WHY I’M USING THIS AS THE FRONTISPIECE FOR MY BOOK
I can hear it now… “What in the heck is a frontispiece?” I can explain. It is an illustration facing the title page or first page of a book. There, that wasn’t so bad, was it? Many of us have now learned a new word!
This is a pastel I painted of myself in my freshman year of college. I was eighteen years old, and had not been saved by the grace of God. As a matter of fact, I grew up atheist because my parents were atheists. But God had His plans for me, and He wanted me to know He was really there. When I was sixteen or seventeen, still in high school, I had a dream. It was one of those dreams one instinctively knows is more than just a dream. It was in the dark of night when the heavens opened, and there, I beheld a huge chorus of what I presumed were angels, singing. Their robes were so blindingly white and shining, with sun rays coming out from all around them, yet the room was still dark. None of it hurt my eyes in its brightness, so I kept on looking in wonder. Their voices rose in crescendos in songs of praise. The sound was indescribably beautiful in its melody, totally unearthly. I was mesmerized. I knew they had to be praising God. It was quite an experience to glimpse something so other-worldly! I don’t know how long it lasted, but the memory of it was strong with me when I awoke in the morning. I asked my father about it. He poo-pooed it, saying everybody has stupid dreams like that sometimes, and to forget about it because it was just a dream, nothing more. I never forget that dream, though…

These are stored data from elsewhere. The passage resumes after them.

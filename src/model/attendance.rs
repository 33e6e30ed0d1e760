use chrono::{NaiveDate, NaiveDateTime};
use serde::{Deserialize, Serialize};
use strum_macros::{AsRefStr, Display, EnumIter, EnumString};
use utoipa::ToSchema;

/// Day key format used for `attendance.date` and daily QR codes.
pub const DAY_KEY_FORMAT: &str = "%Y-%m-%d";

#[derive(
    Debug, Default, Clone, Copy, PartialEq, Eq, Serialize, Deserialize, ToSchema, Display,
    EnumString, AsRefStr, EnumIter,
)]
#[serde(rename_all = "lowercase")]
#[strum(serialize_all = "lowercase")]
pub enum MealType {
    #[default]
    General,
    Breakfast,
    Lunch,
    Dinner,
}

#[derive(Debug, Clone, PartialEq, Serialize, Deserialize, sqlx::FromRow, ToSchema)]
pub struct AttendanceRecord {
    #[schema(example = 1)]
    pub id: u64,
    #[schema(example = 7)]
    pub user_id: u64,
    #[schema(example = "asha@hostel.in")]
    pub user_email: String,
    /// Local day the attendance was marked for
    #[schema(example = "2026-01-01", nullable = true)]
    pub date: Option<String>,
    #[schema(example = "2026-01-01T08:15:00", format = "date-time", value_type = Option<String>)]
    pub marked_at: Option<NaiveDateTime>,
    pub qr_id: Option<u64>,
    #[schema(example = "general")]
    pub meal_type: String,
}

impl AttendanceRecord {
    /// The date this attendance counts for.
    ///
    /// The stored day key wins; `marked_at` is the fallback. `None` means the
    /// record carries no usable date and must be left out of every count.
    pub fn event_date(&self) -> Option<NaiveDate> {
        self.date
            .as_deref()
            .and_then(|d| NaiveDate::parse_from_str(d.trim(), DAY_KEY_FORMAT).ok())
            .or_else(|| self.marked_at.map(|t| t.date()))
    }
}

#[cfg(test)]
mod tests {
    use super::*;

    fn record(date: Option<&str>, marked_at: Option<&str>) -> AttendanceRecord {
        AttendanceRecord {
            id: 1,
            user_id: 1,
            user_email: "a@b.c".into(),
            date: date.map(str::to_string),
            marked_at: marked_at
                .map(|s| NaiveDateTime::parse_from_str(s, "%Y-%m-%dT%H:%M:%S").unwrap()),
            qr_id: None,
            meal_type: "general".into(),
        }
    }

    #[test]
    fn day_key_takes_precedence_over_timestamp() {
        let r = record(Some("2024-03-02"), Some("2024-03-01T23:59:00"));
        assert_eq!(r.event_date(), NaiveDate::from_ymd_opt(2024, 3, 2));
    }

    #[test]
    fn falls_back_to_timestamp_when_day_key_is_garbage() {
        let r = record(Some("yesterday"), Some("2024-03-01T07:00:00"));
        assert_eq!(r.event_date(), NaiveDate::from_ymd_opt(2024, 3, 1));
    }

    #[test]
    fn no_usable_date_at_all() {
        assert_eq!(record(None, None).event_date(), None);
        assert_eq!(record(Some("2024-13-45"), None).event_date(), None);
    }

    #[test]
    fn meal_type_parses_lowercase() {
        assert_eq!("lunch".parse::<MealType>().unwrap(), MealType::Lunch);
        assert!("brunch".parse::<MealType>().is_err());
        assert_eq!(MealType::Dinner.as_ref(), "dinner");
    }

    #[test]
    fn meal_type_defaults_to_general() {
        assert_eq!(MealType::default(), MealType::General);
    }
}
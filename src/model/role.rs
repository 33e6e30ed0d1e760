#[derive(Debug, Copy, Clone, Eq, PartialEq)]
pub enum Role {
    Admin = 1,
    Member = 2,
}

impl Role {
    pub fn from_id(id: u8) -> Option<Self> {
        match id {
            1 => Some(Role::Admin),
            2 => Some(Role::Member),
            _ => None,
        }
    }

    pub fn id(self) -> u8 {
        self as u8
    }
}

#[cfg(test)]
mod tests {
    use super::*;

    #[test]
    fn ids_round_trip() {
        for role in [Role::Admin, Role::Member] {
            assert_eq!(Role::from_id(role.id()), Some(role));
        }
        assert_eq!(Role::from_id(0), None);
        assert_eq!(Role::from_id(5), None);
    }
}
use chrono::NaiveDateTime;
use serde::{Deserialize, Serialize};
use strum_macros::{AsRefStr, Display, EnumString};
use utoipa::ToSchema;

#[derive(
    Debug, Clone, Copy, PartialEq, Eq, Serialize, Deserialize, ToSchema, Display, EnumString,
    AsRefStr,
)]
#[serde(rename_all = "snake_case")]
#[strum(serialize_all = "snake_case")]
pub enum NotificationKind {
    General,
    Reminder,
    Announcement,
    LeaveApproved,
    LeaveRejected,
    PaymentVerified,
    PaymentRejected,
    FeedbackResponse,
}

#[derive(
    Debug, Clone, Copy, PartialEq, Eq, Serialize, Deserialize, ToSchema, Display, EnumString,
    AsRefStr,
)]
#[serde(rename_all = "lowercase")]
#[strum(serialize_all = "lowercase")]
pub enum Priority {
    Normal,
    High,
}

#[derive(Debug, Clone, PartialEq, Serialize, Deserialize, sqlx::FromRow, ToSchema)]
pub struct Notification {
    #[schema(example = 1)]
    pub id: u64,
    pub user_id: u64,
    #[schema(example = "leave_approved")]
    pub kind: String,
    #[schema(example = "Leave approved")]
    pub title: String,
    pub message: String,
    #[schema(example = "normal")]
    pub priority: String,
    pub is_read: bool,
    #[schema(format = "date-time", value_type = String)]
    pub created_at: NaiveDateTime,
}

/// A notification about to be written for one recipient.
#[derive(Debug, Clone, PartialEq)]
pub struct NewNotification {
    pub user_id: u64,
    pub kind: NotificationKind,
    pub title: String,
    pub message: String,
    pub priority: Priority,
}

impl NewNotification {
    pub fn new(
        user_id: u64,
        kind: NotificationKind,
        title: impl Into<String>,
        message: impl Into<String>,
    ) -> Self {
        Self {
            user_id,
            kind,
            title: title.into(),
            message: message.into(),
            priority: Priority::Normal,
        }
    }

    pub fn with_priority(mut self, priority: Priority) -> Self {
        self.priority = priority;
        self
    }
}

#[cfg(test)]
mod tests {
    use super::*;

    #[test]
    fn kinds_are_snake_case() {
        assert_eq!(NotificationKind::LeaveApproved.as_ref(), "leave_approved");
        assert_eq!(
            "feedback_response".parse::<NotificationKind>().unwrap(),
            NotificationKind::FeedbackResponse
        );
        let json = serde_json::to_string(&NotificationKind::PaymentRejected).unwrap();
        assert_eq!(json, "\"payment_rejected\"");
    }
}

Fast forward a few years to the scene in my dorm room. My roommates were holding a small table lamp, minus the shade, in an otherwise darkened room. They took a black and white Polaroid picture of me. What was I doing? I don’t know. Just clowning around. But I painted it, and I remember thinking then that it looked like I was praising something. Little did I know that ten years later I would be praising the same God whom the angels were praising in my long-ago dream.
All these years later, as I contemplated what I might want to use for my frontispiece, I ran across a box of very old drawings spanning from the first grade to college and beyond. They were all I had left from those early years, and as I leafed through them, I came across a sketch pad with this little pastel of me inside. I didn’t give it much thought except to remember the circumstances under which I had done it. A few days later, however, as I was sitting in the audience of our church during an Easter community choir event, it seemed God was really impressing upon me to use that picture. It makes sense. That was me then, before knowing Christ, but deep down, knowing there was “Something” out there. And this is me now, so many years later, doing what God has called me to do. And I’m praising Him for everything, the good, the bad and the ugly, because they are what brought me to my defining moments. There is so much of me in this book, both before and after knowing Christ, just like the women I’ve painted, so why not join them? I’m in the front of the book, in the beginning, just starting my journey, and what a journey it’s been!